Besides the various measures of Minimum Description Length (e.g., normalized maximum likelihood, Fisher Information approximation), there are two other methods worth to mention:
- Parametric Bootstrap. It's a lot easier to implement than the demanding MDL measures. A nice paper is by Wagenmaker and colleagues:
Wagenmakers, E.-J., Ratcliff, R., Gomez, P., & Iverson, G. J. (2004). Assessing model mimicry using the parametric bootstrap. Journal of Mathematical Psychology, 48, 28-50.
The abstract:
We present a general sampling procedure to quantify model mimicry, defined as the ability of a model to account for data generated by a competing model. This sampling procedure, called the parametric bootstrap cross-fitting method (PBCM; cf. Williams (J. R. Statist. Soc. B 32 (1970) 350; Biometrics 26 (1970) 23)), generates distributions of differences in goodness-of-fit expected under each of the competing models. In the data informed version of the PBCM, the generating models have specific parameter values obtained by fitting the experimental data under consideration. The data informed difference distributions can be compared to the observed difference in goodness-of-fit to allow a quantification of model adequacy.

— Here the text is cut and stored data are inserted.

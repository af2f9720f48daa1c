use sea_orm_migration::prelude::*;

#[derive(DeriveMigrationName)]
pub struct Migration;

#[async_trait::async_trait]
impl MigrationTrait for Migration {
    async fn up(&self, manager: &SchemaManager) -> Result<(), DbErr> {
        manager
            .create_table(
                Table::create()
                    .table(Users::Table)
                    .if_not_exists()
                    .col(
                        ColumnDef::new(Users::Id)
                            .uuid()
                            .not_null()
                            .primary_key(),
                    )
                    .col(
                        ColumnDef::new(Users::SpotifyId)
                            .string_len(100)
                            .not_null()
                            .unique_key(),
                    )
                    .col(
                        ColumnDef::new(Users::DisplayName)
                            .string_len(500)
                            .not_null(),
                    )
                    .col(ColumnDef::new(Users::Email).string_len(320))
                    .col(ColumnDef::new(Users::ProfileImage).text())
                    .col(
                        ColumnDef::new(Users::AccessToken)
                            .text()
                            .not_null(),
                    )
                    .col(
                        ColumnDef::new(Users::RefreshToken)
                            .text()
                            .not_null(),
                    )
                    .col(
                        ColumnDef::new(Users::TokenExpiresAt)
                            .timestamp_with_time_zone()
                            .not_null(),
                    )
                    .col(
                        ColumnDef::new(Users::CreatedAt)
                            .timestamp_with_time_zone()
                            .not_null(),
                    )
                    .col(
                        ColumnDef::new(Users::UpdatedAt)
                            .timestamp_with_time_zone()
                            .not_null(),
                    )
                    .to_owned(),
            )
            .await?;

        manager
            .create_index(
                Index::create()
                    .name("idx_users_spotify_id")
                    .table(Users::Table)
                    .col(Users::SpotifyId)
                    .to_owned(),
            )
            .await?;

        Ok(())
    }

    async fn down(&self, manager: &SchemaManager) -> Result<(), DbErr> {
        manager
            .drop_table(Table::drop().table(Users::Table).to_owned())
            .await
    }
}

#[derive(DeriveIden)]
pub enum Users {
    Table,
    Id,
    SpotifyId,
    DisplayName,
    Email,
    ProfileImage,
    AccessToken,
    RefreshToken,
    TokenExpiresAt,
    CreatedAt,
    UpdatedAt,
}
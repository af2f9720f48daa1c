use axum::{
    extract::{Path, State},
    Json,
};
use serde_json::{json, Value};
use uuid::Uuid;

use crate::{
    db::entities::users,
    error::Result,
    services::{UserService, UserStats},
    state::AppState,
};

pub async fn get_user(
    State(state): State<AppState>,
    Path(user_id): Path<Uuid>,
) -> Result<Json<users::Model>> {
    let users = UserService::new(state.db.clone());

    // Token fields are skipped during serialization
    Ok(Json(users.find_by_id(user_id).await?))
}

pub async fn user_stats(
    State(state): State<AppState>,
    Path(user_id): Path<Uuid>,
) -> Result<Json<UserStats>> {
    let users = UserService::new(state.db.clone());

    Ok(Json(users.user_stats(user_id).await?))
}

pub async fn delete_user(
    State(state): State<AppState>,
    Path(user_id): Path<Uuid>,
) -> Result<Json<Value>> {
    let users = UserService::new(state.db.clone());
    users.delete_user(user_id).await?;

    Ok(Json(json!({ "deleted": true })))
}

In the data uninformed version of the PBCM, the generating models have a relatively broad range of parameter values based on prior knowledge. Application of both the data informed and the data uninformed PBCM is illustrated with several examples.
- Cross-Validation: It is also quite easy to implement. See the answers to this question. However, note that the issue with it is that the choice among the sample-cutting rule (leave-one-out, K-fold, etc) is an unprincipled one.